Your assignment —
Only lines with the string "Serialize" should be returned from the data below.

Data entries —
┌──

//! Relationship Edges
//!
//! Directed records between a parent (the followed user, or a community)
//! and an actor. Each `(parent, actor)` pair exists at most once.

use bson::serde_helpers::chrono_datetime_as_bson_datetime;
use chrono::{DateTime, Utc};
use serde::{de::DeserializeOwned, Deserialize, Serialize};
use utoipa::ToSchema;

use crate::TsidGenerator;

pub trait Edge: Serialize + DeserializeOwned + Clone + Send + Sync + Unpin + 'static {
    const ENTITY: &'static str;
    const COLLECTION: &'static str;
    const PARENT_FIELD: &'static str;
    const ACTOR_FIELD: &'static str;

    fn id(&self) -> &str;
    fn parent_id(&self) -> &str;
    fn actor_id(&self) -> &str;

    /// Name of the unique `(parent, actor)` index
    fn unique_index() -> String {
        format!("uniq_{}_{}_{}", Self::COLLECTION, Self::PARENT_FIELD, Self::ACTOR_FIELD)
    }
}

/// `follower_id` follows `parent_user_id`
#[derive(Debug, Clone, PartialEq, Serialize, Deserialize, ToSchema)]
pub struct Follow {
    #[serde(rename = "_id")]
    pub id: String,
    pub parent_user_id: String,
    pub follower_id: String,
    #[serde(with = "chrono_datetime_as_bson_datetime")]
    #[schema(value_type = String, format = DateTime)]
    pub created_at: DateTime<Utc>,
}

impl Follow {
    pub fn new(parent_user_id: impl Into<String>, follower_id: impl Into<String>) -> Self {
        Self {
            id: TsidGenerator::generate(),
            parent_user_id: parent_user_id.into(),
            follower_id: follower_id.into(),
            created_at: Utc::now(),
        }
    }
}

impl Edge for Follow {
    const ENTITY: &'static str = "Follow";
    const COLLECTION: &'static str = "follows";
    const PARENT_FIELD: &'static str = "parent_user_id";
    const ACTOR_FIELD: &'static str = "follower_id";

    fn id(&self) -> &str {
        &self.id
    }

    fn parent_id(&self) -> &str {
        &self.parent_user_id
    }

    fn actor_id(&self) -> &str {
        &self.follower_id
    }
}

/// `bookmarked_by` bookmarked `parent_user_id`
#[derive(Debug, Clone, PartialEq, Serialize, Deserialize, ToSchema)]
pub struct Bookmark {
    #[serde(rename = "_id")]
    pub id: String,
    pub parent_user_id: String,
    pub bookmarked_by: String,
    #[serde(with = "chrono_datetime_as_bson_datetime")]
    #[schema(value_type = String, format = DateTime)]
    pub created_at: DateTime<Utc>,
}

impl Bookmark {
    pub fn new(parent_user_id: impl Into<String>, bookmarked_by: impl Into<String>) -> Self {
        Self {
            id: TsidGenerator::generate(),
            parent_user_id: parent_user_id.into(),
            bookmarked_by: bookmarked_by.into(),
            created_at: Utc::now(),
        }
    }
}

impl Edge for Bookmark {
    const ENTITY: &'static str = "Bookmark";
    const COLLECTION: &'static str = "bookmarks";
    const PARENT_FIELD: &'static str = "parent_user_id";
    const ACTOR_FIELD: &'static str = "bookmarked_by";

    fn id(&self) -> &str {
        &self.id
    }

    fn parent_id(&self) -> &str {
        &self.parent_user_id
    }

    fn actor_id(&self) -> &str {
        &self.bookmarked_by
    }
}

└──

Solution to this task —
use serde::{de::DeserializeOwned, Deserialize, Serialize};
pub trait Edge: Serialize + DeserializeOwned + Clone + Send + Sync + Unpin + 'static {
#[derive(Debug, Clone, PartialEq, Serialize, Deserialize, ToSchema)]
#[derive(Debug, Clone, PartialEq, Serialize, Deserialize, ToSchema)]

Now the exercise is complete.